- _Assignment_
Among the entries below, find the lines with the word "UserRecord" and copy them.

[Stored data entries]

┄┄┄┄┄┄

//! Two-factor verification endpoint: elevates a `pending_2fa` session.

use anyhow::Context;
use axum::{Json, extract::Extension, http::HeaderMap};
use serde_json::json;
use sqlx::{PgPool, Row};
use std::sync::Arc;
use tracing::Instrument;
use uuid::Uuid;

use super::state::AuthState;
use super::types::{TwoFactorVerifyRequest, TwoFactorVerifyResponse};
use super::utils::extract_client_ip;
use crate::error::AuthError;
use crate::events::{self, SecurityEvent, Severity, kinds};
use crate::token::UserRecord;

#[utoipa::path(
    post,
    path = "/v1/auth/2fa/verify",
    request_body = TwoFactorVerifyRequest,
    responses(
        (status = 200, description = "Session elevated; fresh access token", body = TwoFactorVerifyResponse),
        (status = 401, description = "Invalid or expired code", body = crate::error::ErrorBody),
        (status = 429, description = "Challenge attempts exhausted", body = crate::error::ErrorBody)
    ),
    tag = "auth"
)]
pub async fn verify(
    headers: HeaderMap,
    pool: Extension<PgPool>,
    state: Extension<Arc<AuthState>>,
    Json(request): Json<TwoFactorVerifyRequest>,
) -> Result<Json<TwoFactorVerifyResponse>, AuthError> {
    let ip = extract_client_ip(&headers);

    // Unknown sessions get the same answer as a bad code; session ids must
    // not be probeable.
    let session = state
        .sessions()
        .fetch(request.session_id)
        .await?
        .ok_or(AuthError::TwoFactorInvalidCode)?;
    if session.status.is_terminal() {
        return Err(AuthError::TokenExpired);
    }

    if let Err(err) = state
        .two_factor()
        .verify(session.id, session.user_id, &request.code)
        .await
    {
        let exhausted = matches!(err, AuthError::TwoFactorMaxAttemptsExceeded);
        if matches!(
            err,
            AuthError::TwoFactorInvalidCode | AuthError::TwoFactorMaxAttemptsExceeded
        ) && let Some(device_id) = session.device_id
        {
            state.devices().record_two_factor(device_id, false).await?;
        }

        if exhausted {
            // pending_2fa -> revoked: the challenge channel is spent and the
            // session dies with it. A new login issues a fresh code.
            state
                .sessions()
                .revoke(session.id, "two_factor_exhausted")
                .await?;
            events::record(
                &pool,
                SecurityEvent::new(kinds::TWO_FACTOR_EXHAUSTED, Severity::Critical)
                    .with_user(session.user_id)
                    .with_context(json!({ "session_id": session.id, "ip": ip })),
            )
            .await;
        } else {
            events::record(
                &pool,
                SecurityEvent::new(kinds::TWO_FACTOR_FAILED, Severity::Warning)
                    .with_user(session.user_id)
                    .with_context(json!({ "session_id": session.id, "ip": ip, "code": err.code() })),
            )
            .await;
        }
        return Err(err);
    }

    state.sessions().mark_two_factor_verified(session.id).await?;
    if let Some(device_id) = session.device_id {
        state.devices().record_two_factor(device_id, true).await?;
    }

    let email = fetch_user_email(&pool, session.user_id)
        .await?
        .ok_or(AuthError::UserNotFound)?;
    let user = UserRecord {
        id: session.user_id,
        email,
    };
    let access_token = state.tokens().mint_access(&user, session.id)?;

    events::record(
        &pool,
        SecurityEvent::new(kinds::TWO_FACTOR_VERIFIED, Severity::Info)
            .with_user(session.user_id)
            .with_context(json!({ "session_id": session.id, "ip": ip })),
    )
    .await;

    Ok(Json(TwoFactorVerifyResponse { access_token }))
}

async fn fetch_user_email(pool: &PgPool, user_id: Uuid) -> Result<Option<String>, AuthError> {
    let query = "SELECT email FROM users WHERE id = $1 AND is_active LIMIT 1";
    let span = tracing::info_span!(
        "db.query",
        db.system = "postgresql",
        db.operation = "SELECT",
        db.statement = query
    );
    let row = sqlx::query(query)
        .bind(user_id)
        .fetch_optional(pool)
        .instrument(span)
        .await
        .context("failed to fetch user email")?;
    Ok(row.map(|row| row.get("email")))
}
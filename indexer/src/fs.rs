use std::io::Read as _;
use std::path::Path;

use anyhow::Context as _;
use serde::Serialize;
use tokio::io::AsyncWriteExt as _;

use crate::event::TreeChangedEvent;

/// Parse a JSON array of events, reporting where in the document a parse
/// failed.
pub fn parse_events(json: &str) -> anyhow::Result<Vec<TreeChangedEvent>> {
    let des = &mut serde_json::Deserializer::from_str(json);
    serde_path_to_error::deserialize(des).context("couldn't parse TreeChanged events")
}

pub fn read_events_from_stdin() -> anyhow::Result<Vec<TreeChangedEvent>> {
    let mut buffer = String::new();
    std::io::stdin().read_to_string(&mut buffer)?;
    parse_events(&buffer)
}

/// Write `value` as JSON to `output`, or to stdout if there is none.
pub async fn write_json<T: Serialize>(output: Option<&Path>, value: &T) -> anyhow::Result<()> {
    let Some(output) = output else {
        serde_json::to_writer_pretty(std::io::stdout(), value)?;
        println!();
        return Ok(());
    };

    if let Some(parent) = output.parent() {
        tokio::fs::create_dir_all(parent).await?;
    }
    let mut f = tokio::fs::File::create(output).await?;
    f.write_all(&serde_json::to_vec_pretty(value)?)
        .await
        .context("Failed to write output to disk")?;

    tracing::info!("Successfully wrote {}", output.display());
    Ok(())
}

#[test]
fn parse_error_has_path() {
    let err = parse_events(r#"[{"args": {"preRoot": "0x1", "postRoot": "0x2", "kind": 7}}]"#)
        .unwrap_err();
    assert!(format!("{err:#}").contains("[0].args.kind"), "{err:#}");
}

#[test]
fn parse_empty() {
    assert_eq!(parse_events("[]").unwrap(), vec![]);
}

┄┄┄┄┄┄

- _Output_
use crate::token::UserRecord;
    let user = UserRecord {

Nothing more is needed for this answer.